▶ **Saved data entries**
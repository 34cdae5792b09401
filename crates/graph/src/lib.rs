//! Drowsiness Score Graph
//!
//! Renders the score log as a line-and-marker chart of score over time.
//! Runs offline against whatever the server has written so far.

use chrono::DateTime;
use plotters::prelude::*;
use std::ops::Range;
use std::path::Path;
use storage::{DrowsinessRecord, StorageError};
use thiserror::Error;

/// Graph errors
#[derive(Debug, Error)]
pub enum GraphError {
    #[error("Score log error: {0}")]
    Storage(#[from] StorageError),

    #[error("Score log contains no records")]
    Empty,

    #[error("Rendering failed: {0}")]
    Render(String),
}

/// Output image settings
#[derive(Debug, Clone)]
pub struct GraphOptions {
    pub width: u32,
    pub height: u32,
    pub title: String,
}

impl Default for GraphOptions {
    fn default() -> Self {
        Self {
            width: 1800,
            height: 900,
            title: "Drowsiness Score Over Time".to_string(),
        }
    }
}

/// Totals printed alongside the chart
#[derive(Debug, Clone, Copy, PartialEq)]
pub struct Summary {
    pub records: usize,
    pub drowsy: usize,
    pub min_score: f32,
    pub max_score: f32,
}

pub fn summarize(records: &[DrowsinessRecord]) -> Result<Summary, GraphError> {
    let first = records.first().ok_or(GraphError::Empty)?;
    Ok(records.iter().fold(
        Summary {
            records: 0,
            drowsy: 0,
            min_score: first.score,
            max_score: first.score,
        },
        |acc, r| Summary {
            records: acc.records + 1,
            drowsy: acc.drowsy + r.is_drowsy as usize,
            min_score: acc.min_score.min(r.score),
            max_score: acc.max_score.max(r.score),
        },
    ))
}

/// Chart points as (unix seconds, score)
pub fn series(records: &[DrowsinessRecord]) -> Vec<(i64, f64)> {
    records
        .iter()
        .map(|r| (r.timestamp.and_utc().timestamp(), r.score as f64))
        .collect()
}

/// Axis ranges covering every point, padded so markers are not clipped
pub fn bounds(points: &[(i64, f64)]) -> Result<(Range<i64>, Range<f64>), GraphError> {
    let &(x0, y0) = points.first().ok_or(GraphError::Empty)?;
    let (mut x_min, mut x_max, mut y_min, mut y_max) = (x0, x0, y0, y0);
    for &(x, y) in points {
        x_min = x_min.min(x);
        x_max = x_max.max(x);
        y_min = y_min.min(y);
        y_max = y_max.max(y);
    }

    if x_min == x_max {
        x_min -= 60;
        x_max += 60;
    }
    let pad = if y_max > y_min { (y_max - y_min) * 0.05 } else { 0.5 };

    Ok((x_min..x_max, (y_min - pad)..(y_max + pad)))
}

/// Format an x-axis tick (unix seconds of a local wall-clock time)
pub fn format_tick(secs: i64) -> String {
    DateTime::from_timestamp(secs, 0)
        .map(|dt| dt.format("%m-%d %H:%M:%S").to_string())
        .unwrap_or_default()
}

fn render_err<E: std::fmt::Display>(e: E) -> GraphError {
    GraphError::Render(e.to_string())
}

/// Draw the chart to a PNG file
pub fn render(
    records: &[DrowsinessRecord],
    output: &Path,
    options: &GraphOptions,
) -> Result<(), GraphError> {
    let points = series(records);
    let (x_range, y_range) = bounds(&points)?;

    let root = BitMapBackend::new(output, (options.width, options.height)).into_drawing_area();
    root.fill(&WHITE).map_err(render_err)?;

    let mut chart = ChartBuilder::on(&root)
        .caption(
            &options.title,
            ("sans-serif", 32).into_font().style(FontStyle::Bold),
        )
        .margin(24)
        .x_label_area_size(80)
        .y_label_area_size(80)
        .build_cartesian_2d(x_range, y_range)
        .map_err(render_err)?;

    chart
        .configure_mesh()
        .x_desc("Time")
        .y_desc("Drowsiness Score")
        .x_labels(8)
        .x_label_formatter(&|secs: &i64| format_tick(*secs))
        .bold_line_style(BLACK.mix(0.15))
        .light_line_style(BLACK.mix(0.05))
        .draw()
        .map_err(render_err)?;

    chart
        .draw_series(LineSeries::new(points.iter().copied(), BLUE.stroke_width(2)))
        .map_err(render_err)?;
    chart
        .draw_series(points.iter().map(|&p| Circle::new(p, 4, BLUE.filled())))
        .map_err(render_err)?;

    root.present().map_err(render_err)?;
    Ok(())
}

#[cfg(test)]
mod tests {
    use super::*;
    use chrono::NaiveDateTime;
    use storage::TIMESTAMP_FORMAT;

    fn record(ts: &str, score: f32, is_drowsy: bool) -> DrowsinessRecord {
        DrowsinessRecord {
            timestamp: NaiveDateTime::parse_from_str(ts, TIMESTAMP_FORMAT).unwrap(),
            score,
            is_drowsy,
        }
    }

    #[test]
    fn test_series_uses_wall_clock_seconds() {
        let points = series(&[record("2024-05-01 13:45:09", 0.25, false)]);
        assert_eq!(points.len(), 1);
        assert_eq!(format_tick(points[0].0), "05-01 13:45:09");
        assert_eq!(points[0].1, 0.25);
    }

    #[test]
    fn test_bounds_pad_scores() {
        let (x, y) = bounds(&[(100, 0.0), (200, 1.0)]).unwrap();
        assert_eq!(x, 100..200);
        assert!(y.start < 0.0 && y.end > 1.0);
    }

    #[test]
    fn test_bounds_widen_single_point() {
        let (x, y) = bounds(&[(1000, 0.5)]).unwrap();
        assert_eq!(x, 940..1060);
        assert_eq!(y, 0.0..1.0);
    }

    #[test]
    fn test_empty_log_is_an_error() {
        assert!(matches!(bounds(&[]), Err(GraphError::Empty)));
        assert!(matches!(summarize(&[]), Err(GraphError::Empty)));
        let dir = tempfile::tempdir().unwrap();
        assert!(matches!(
            render(&[], &dir.path().join("out.png"), &GraphOptions::default()),
            Err(GraphError::Empty)
        ));
    }

    #[test]
    fn test_render_writes_png() {
        let dir = tempfile::tempdir().unwrap();
        let output = dir.path().join("drowsiness_graph.png");
        let options = GraphOptions {
            width: 640,
            height: 360,
            ..Default::default()
        };

        render(
            &[
                record("2024-05-01 13:45:09", 0.2, false),
                record("2024-05-01 13:46:30", 0.9, true),
            ],
            &output,
            &options,
        )
        .unwrap();

        let bytes = std::fs::read(&output).unwrap();
        assert!(bytes.starts_with(b"\x89PNG\r\n\x1a\n"));
    }

    #[test]
    fn test_summary() {
        let summary = summarize(&[
            record("2024-05-01 13:45:09", 0.2, false),
            record("2024-05-01 13:45:10", 0.9, true),
            record("2024-05-01 13:45:11", 0.6, true),
        ])
        .unwrap();
        assert_eq!(
            summary,
            Summary {
                records: 3,
                drowsy: 2,
                min_score: 0.2,
                max_score: 0.9,
            }
        );
    }
}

▶ **Brief**
Give back, verbatim, the lines from the top of the entries above through the line containing "#[derive(Debug, Error)]".

▶ **Written solution**
repository 34cdae5792b09401
filename crates/graph/src/lib.rs
//! Drowsiness Score Graph
//!
//! Renders the score log as a line-and-marker chart of score over time.
//! Runs offline against whatever the server has written so far.

use chrono::DateTime;
use plotters::prelude::*;
use std::ops::Range;
use std::path::Path;
use storage::{DrowsinessRecord, StorageError};
use thiserror::Error;

/// Graph errors
#[derive(Debug, Error)]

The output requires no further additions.